Dias depois, Juca, meu velho e experiente pai, informado do episódio, se aproximou de mim e disse que, provavelmente, teria sido um grande macaco, comum naqueles bambuzais, que pulou sobre a sela, quase nos matando de medo.

Ao encerrar o relato desse acontecimento, meu pai percebeu que todos os ouvintes permaneceram perplexos durante bastante tempo.

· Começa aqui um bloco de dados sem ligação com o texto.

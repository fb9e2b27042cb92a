use std::collections::VecDeque;
use std::ops::{Deref, DerefMut};
use std::sync::{Arc, Condvar, Mutex, MutexGuard, PoisonError};

use crate::error::{RagError, Result};

fn lock_state<'a, T>(mutex: &'a Mutex<T>) -> MutexGuard<'a, T> {
    mutex.lock().unwrap_or_else(PoisonError::into_inner)
}

/// Bounded pool of reusable items with blocking acquisition.
///
/// All items are created up front by the factory. `acquire` parks the
/// caller on a condition variable until an item is free or the pool is
/// shut down; the returned guard hands the item back on drop. Teardown
/// wakes every waiter, which then observe `PoolClosed` instead of
/// deadlocking.
pub struct Pool<T> {
    shared: Arc<PoolShared<T>>,
    capacity: usize,
}

struct PoolShared<T> {
    state: Mutex<PoolState<T>>,
    available: Condvar,
}

struct PoolState<T> {
    idle: VecDeque<T>,
    closed: bool,
}

impl<T: Send + 'static> Pool<T> {
    pub fn new(capacity: usize, factory: impl Fn() -> Result<T>) -> Result<Self> {
        if capacity == 0 {
            return Err(RagError::Config("pool capacity must be positive".into()));
        }
        let mut idle = VecDeque::with_capacity(capacity);
        for _ in 0..capacity {
            idle.push_back(factory()?);
        }
        Ok(Self {
            shared: Arc::new(PoolShared {
                state: Mutex::new(PoolState { idle, closed: false }),
                available: Condvar::new(),
            }),
            capacity,
        })
    }

    pub fn capacity(&self) -> usize {
        self.capacity
    }

    /// Blocks until an item is free. Returns `PoolClosed` once the
    /// pool has been shut down.
    pub fn acquire(&self) -> Result<PoolGuard<T>> {
        let mut state = lock_state(&self.shared.state);
        loop {
            if state.closed {
                return Err(RagError::PoolClosed);
            }
            if let Some(item) = state.idle.pop_front() {
                return Ok(PoolGuard {
                    item: Some(item),
                    shared: Arc::clone(&self.shared),
                });
            }
            state = self
                .shared
                .available
                .wait(state)
                .unwrap_or_else(PoisonError::into_inner);
        }
    }

    /// Marks the pool closed, drops all idle items and wakes every
    /// blocked acquirer. Items currently leased are dropped when their
    /// guards go out of scope.
    pub fn shutdown(&self) {
        let drained: Vec<T> = {
            let mut state = lock_state(&self.shared.state);
            state.closed = true;
            state.idle.drain(..).collect()
        };
        drop(drained);
        self.shared.available.notify_all();
    }

    #[cfg(test)]
    fn idle_len(&self) -> usize {
        lock_state(&self.shared.state).idle.len()
    }
}

/// Scoped lease of a pooled item; returns the item on drop.
pub struct PoolGuard<T> {
    item: Option<T>,
    shared: Arc<PoolShared<T>>,
}

impl<T> Deref for PoolGuard<T> {
    type Target = T;

    fn deref(&self) -> &T {
        self.item.as_ref().expect("pool guard holds an item")
    }
}

impl<T> DerefMut for PoolGuard<T> {
    fn deref_mut(&mut self) -> &mut T {
        self.item.as_mut().expect("pool guard holds an item")
    }
}

impl<T> Drop for PoolGuard<T> {
    fn drop(&mut self) {
        let Some(item) = self.item.take() else { return };
        let mut state = lock_state(&self.shared.state);
        if state.closed {
            drop(state);
            drop(item);
            return;
        }
        state.idle.push_back(item);
        drop(state);
        self.shared.available.notify_one();
    }
}

/// Pool of inference contexts with lazy growth and use-count recycling.
///
/// `min_size` contexts are built eagerly; `acquire` builds another when
/// none are idle and fewer than `max_size` exist, otherwise it blocks.
/// Each release increments the context's use count; once it reaches
/// `max_uses` (0 disables) the context is destroyed to bound the memory
/// long-lived inference state accretes, and with `max_uses == 1` a
/// fresh replacement is built immediately so the pool stays warm.
///
/// A context handed out by `acquire` must be treated as freshly
/// reusable: callers clear any engine-internal decode state before each
/// independent decoding, the pool does not do it for them.
pub struct ContextPool<T> {
    shared: Arc<CtxShared<T>>,
}

type CtxFactory<T> = Box<dyn Fn() -> Result<T> + Send + Sync>;

struct CtxShared<T> {
    state: Mutex<CtxState<T>>,
    available: Condvar,
    factory: CtxFactory<T>,
    max_size: usize,
    max_uses: u32,
}

struct CtxState<T> {
    idle: VecDeque<CtxEntry<T>>,
    total: usize,
    closed: bool,
}

struct CtxEntry<T> {
    item: T,
    uses: u32,
}

impl<T: Send + 'static> ContextPool<T> {
    pub fn new(
        min_size: usize,
        max_size: usize,
        max_uses: u32,
        factory: impl Fn() -> Result<T> + Send + Sync + 'static,
    ) -> Result<Self> {
        if max_size == 0 || min_size > max_size {
            return Err(RagError::Config(format!(
                "invalid context pool bounds: min {min_size}, max {max_size}"
            )));
        }
        let mut idle = VecDeque::with_capacity(min_size);
        for _ in 0..min_size {
            idle.push_back(CtxEntry {
                item: factory()?,
                uses: 0,
            });
        }
        let total = idle.len();
        Ok(Self {
            shared: Arc::new(CtxShared {
                state: Mutex::new(CtxState {
                    idle,
                    total,
                    closed: false,
                }),
                available: Condvar::new(),
                factory: Box::new(factory),
                max_size,
                max_uses,
            }),
        })
    }

    /// Blocks until a context is free, growing the pool when below
    /// `max_size`. Construction can take seconds for large models, so
    /// it happens outside the pool lock.
    pub fn acquire(&self) -> Result<ContextLease<T>> {
        let mut state = lock_state(&self.shared.state);
        loop {
            if state.closed {
                return Err(RagError::PoolClosed);
            }
            if let Some(entry) = state.idle.pop_front() {
                return Ok(self.lease(entry));
            }
            if state.total < self.shared.max_size {
                state.total += 1;
                drop(state);
                match (self.shared.factory)() {
                    Ok(item) => return Ok(self.lease(CtxEntry { item, uses: 0 })),
                    Err(e) => {
                        let mut state = lock_state(&self.shared.state);
                        state.total -= 1;
                        drop(state);
                        self.shared.available.notify_one();
                        return Err(e);
                    }
                }
            }
            state = self
                .shared
                .available
                .wait(state)
                .unwrap_or_else(PoisonError::into_inner);
        }
    }

    fn lease(&self, entry: CtxEntry<T>) -> ContextLease<T> {
        ContextLease {
            entry: Some(entry),
            shared: Arc::clone(&self.shared),
        }
    }

    /// Marks the pool closed, destroys idle contexts and wakes all
    /// waiters.
    pub fn shutdown(&self) {
        let drained: Vec<CtxEntry<T>> = {
            let mut state = lock_state(&self.shared.state);
            state.closed = true;
            state.total -= state.idle.len();
            state.idle.drain(..).collect()
        };
        drop(drained);
        self.shared.available.notify_all();
    }

    /// Contexts currently in existence (idle plus leased).
    pub fn total(&self) -> usize {
        lock_state(&self.shared.state).total
    }
}

/// Scoped lease of an inference context.
pub struct ContextLease<T> {
    entry: Option<CtxEntry<T>>,
    shared: Arc<CtxShared<T>>,
}

impl<T> Deref for ContextLease<T> {
    type Target = T;

    fn deref(&self) -> &T {
        &self.entry.as_ref().expect("lease holds a context").item
    }
}

impl<T> DerefMut for ContextLease<T> {
    fn deref_mut(&mut self) -> &mut T {
        &mut self.entry.as_mut().expect("lease holds a context").item
    }
}

impl<T> Drop for ContextLease<T> {
    fn drop(&mut self) {
        let Some(mut entry) = self.entry.take() else { return };
        let shared = &self.shared;

        let mut state = lock_state(&shared.state);
        if state.closed {
            state.total -= 1;
            drop(state);
            return;
        }

        entry.uses += 1;
        let retire = shared.max_uses > 0 && entry.uses >= shared.max_uses;
        if !retire {
            state.idle.push_back(entry);
            drop(state);
            shared.available.notify_one();
            return;
        }

        state.total -= 1;
        drop(state);
        // Free the retired context outside the lock; it may hold a
        // large inference state.
        drop(entry);

        if shared.max_uses == 1 {
            match (shared.factory)() {
                Ok(item) => {
                    let mut state = lock_state(&shared.state);
                    if state.closed {
                        drop(state);
                        drop(item);
                    } else {
                        state.total += 1;
                        state.idle.push_back(CtxEntry { item, uses: 0 });
                        drop(state);
                    }
                }
                Err(e) => {
                    tracing::warn!("failed to rebuild recycled context: {e}");
                }
            }
        }
        shared.available.notify_one();
    }
}

#[cfg(test)]
mod tests {
    use super::*;
    use std::sync::atomic::{AtomicUsize, Ordering};
    use std::time::Duration;

    #[test]
    fn acquire_release_restores_idle_count() {
        let pool = Pool::new(2, || Ok(0u32)).unwrap();
        assert_eq!(pool.idle_len(), 2);
        {
            let _a = pool.acquire().unwrap();
            let _b = pool.acquire().unwrap();
            assert_eq!(pool.idle_len(), 0);
        }
        assert_eq!(pool.idle_len(), 2);
    }

    #[test]
    fn at_most_capacity_items_in_use_concurrently() {
        let pool = Arc::new(Pool::new(3, || Ok(())).unwrap());
        let in_use = Arc::new(AtomicUsize::new(0));
        let max_seen = Arc::new(AtomicUsize::new(0));

        let handles: Vec<_> = (0..16)
            .map(|_| {
                let pool = Arc::clone(&pool);
                let in_use = Arc::clone(&in_use);
                let max_seen = Arc::clone(&max_seen);
                std::thread::spawn(move || {
                    for _ in 0..20 {
                        let _guard = pool.acquire().unwrap();
                        let now = in_use.fetch_add(1, Ordering::SeqCst) + 1;
                        max_seen.fetch_max(now, Ordering::SeqCst);
                        std::thread::sleep(Duration::from_micros(200));
                        in_use.fetch_sub(1, Ordering::SeqCst);
                    }
                })
            })
            .collect();
        for h in handles {
            h.join().unwrap();
        }

        assert!(max_seen.load(Ordering::SeqCst) <= 3);
        assert_eq!(pool.idle_len(), 3);
    }

    #[test]
    fn shutdown_unblocks_waiting_acquirers() {
        let pool = Arc::new(Pool::new(1, || Ok(())).unwrap());
        let held = pool.acquire().unwrap();

        let waiter = {
            let pool = Arc::clone(&pool);
            std::thread::spawn(move || pool.acquire().map(|_| ()))
        };
        std::thread::sleep(Duration::from_millis(30));
        pool.shutdown();

        let result = waiter.join().unwrap();
        assert!(matches!(result, Err(RagError::PoolClosed)));
        drop(held);
        assert!(matches!(pool.acquire(), Err(RagError::PoolClosed)));
    }

    #[test]
    fn factory_failure_surfaces_at_construction() {
        let result: Result<Pool<u32>> =
            Pool::new(2, || Err(RagError::Engine("no backend".into())));
        assert!(matches!(result, Err(RagError::Engine(_))));
    }

    #[test]
    fn context_pool_grows_lazily_up_to_max() {
        let created = Arc::new(AtomicUsize::new(0));
        let counter = Arc::clone(&created);
        let pool = ContextPool::new(1, 3, 0, move || {
            counter.fetch_add(1, Ordering::SeqCst);
            Ok(())
        })
        .unwrap();

        assert_eq!(created.load(Ordering::SeqCst), 1);
        let a = pool.acquire().unwrap();
        let b = pool.acquire().unwrap();
        let c = pool.acquire().unwrap();
        assert_eq!(created.load(Ordering::SeqCst), 3);
        assert_eq!(pool.total(), 3);
        drop((a, b, c));
        // Returned contexts are reused, not recreated.
        let _d = pool.acquire().unwrap();
        assert_eq!(created.load(Ordering::SeqCst), 3);
    }

    #[test]
    fn context_pool_blocks_at_max_until_release() {
        let pool = Arc::new(ContextPool::new(1, 1, 0, || Ok(())).unwrap());
        let lease = pool.acquire().unwrap();

        let waiter = {
            let pool = Arc::clone(&pool);
            std::thread::spawn(move || {
                let _lease = pool.acquire().unwrap();
            })
        };
        std::thread::sleep(Duration::from_millis(30));
        assert!(!waiter.is_finished());
        drop(lease);
        waiter.join().unwrap();
    }

    #[test]
    fn single_use_contexts_are_rebuilt_immediately() {
        let created = Arc::new(AtomicUsize::new(0));
        let counter = Arc::clone(&created);
        let pool = ContextPool::new(1, 2, 1, move || {
            counter.fetch_add(1, Ordering::SeqCst);
            Ok(())
        })
        .unwrap();

        drop(pool.acquire().unwrap());
        assert_eq!(created.load(Ordering::SeqCst), 2);
        assert_eq!(pool.total(), 1);

        drop(pool.acquire().unwrap());
        assert_eq!(created.load(Ordering::SeqCst), 3);
        assert_eq!(pool.total(), 1);
    }

    #[test]
    fn multi_use_contexts_retire_after_budget() {
        let created = Arc::new(AtomicUsize::new(0));
        let counter = Arc::clone(&created);
        let pool = ContextPool::new(1, 1, 3, move || {
            counter.fetch_add(1, Ordering::SeqCst);
            Ok(())
        })
        .unwrap();

        drop(pool.acquire().unwrap());
        drop(pool.acquire().unwrap());
        assert_eq!(pool.total(), 1);
        drop(pool.acquire().unwrap()); // third use retires the context
        assert_eq!(pool.total(), 0);
        assert_eq!(created.load(Ordering::SeqCst), 1);

        // The next acquire rebuilds lazily.
        drop(pool.acquire().unwrap());
        assert_eq!(created.load(Ordering::SeqCst), 2);
    }

    #[test]
    fn context_pool_shutdown_unblocks_waiters() {
        let pool = Arc::new(ContextPool::new(1, 1, 0, || Ok(())).unwrap());
        let lease = pool.acquire().unwrap();

        let waiter = {
            let pool = Arc::clone(&pool);
            std::thread::spawn(move || pool.acquire().map(|_| ()))
        };
        std::thread::sleep(Duration::from_millis(30));
        pool.shutdown();
        assert!(matches!(waiter.join().unwrap(), Err(RagError::PoolClosed)));
        drop(lease);
        assert_eq!(pool.total(), 0);
    }
}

Hoje, morrendo de saudades dele, eu pedi licença à memória e parti de volta para o ano de 1920. Por sorte, consegui desembarcar exatamente naquele local, naquela noite, ao redor daquela fogueira. Parece mentira, não é mesmo? Mas a saudade consegue evocar lembranças e produzir milagres inacreditáveis. Para evitar maiores complicações, evitei dizer quem eu era; mas meu pai, emocionado, logo veio abraçar-me. Passados alguns minutos, eu pedi a palavra e disse: Vou narrar um caso bastante inverossímil: - Sexta-feira, dia ensolarado, 10 da manhã no Cercadinho, um dos bairros mais calmos de Vila Velha, onde nasci, cresci e tanta paz encontrei, chegam de carro, meu irmão e seu filho de seis anos, para visitar nossa velha mãe. Surgindo do nada, dois assaltantes apontam seus revólveres na direção deles e, ameaçadoramente, pedem as chaves do veículo. Em segundos, partem em disparada, deixando para trás, perplexidade, revolta, impotência, descrença, medo e frustração, esses temperos do mundo atual, que deixam um travo amargo na boca e coagulam a alma. Eis o ser humano, esse maior inimigo do ser humano!

Estupefato, alguém perguntou: De onde você trouxe essa história, tão mirabolante?

Eu respondi: De 2010!

Antes que o Tempo, tentando evitar que eu afogasse nas lágrimas do reencontro, me trouxesse de volta, ainda pude verificar, no meio daqueles olhares de espanto, os olhos tão azuis e marejados do meu pai.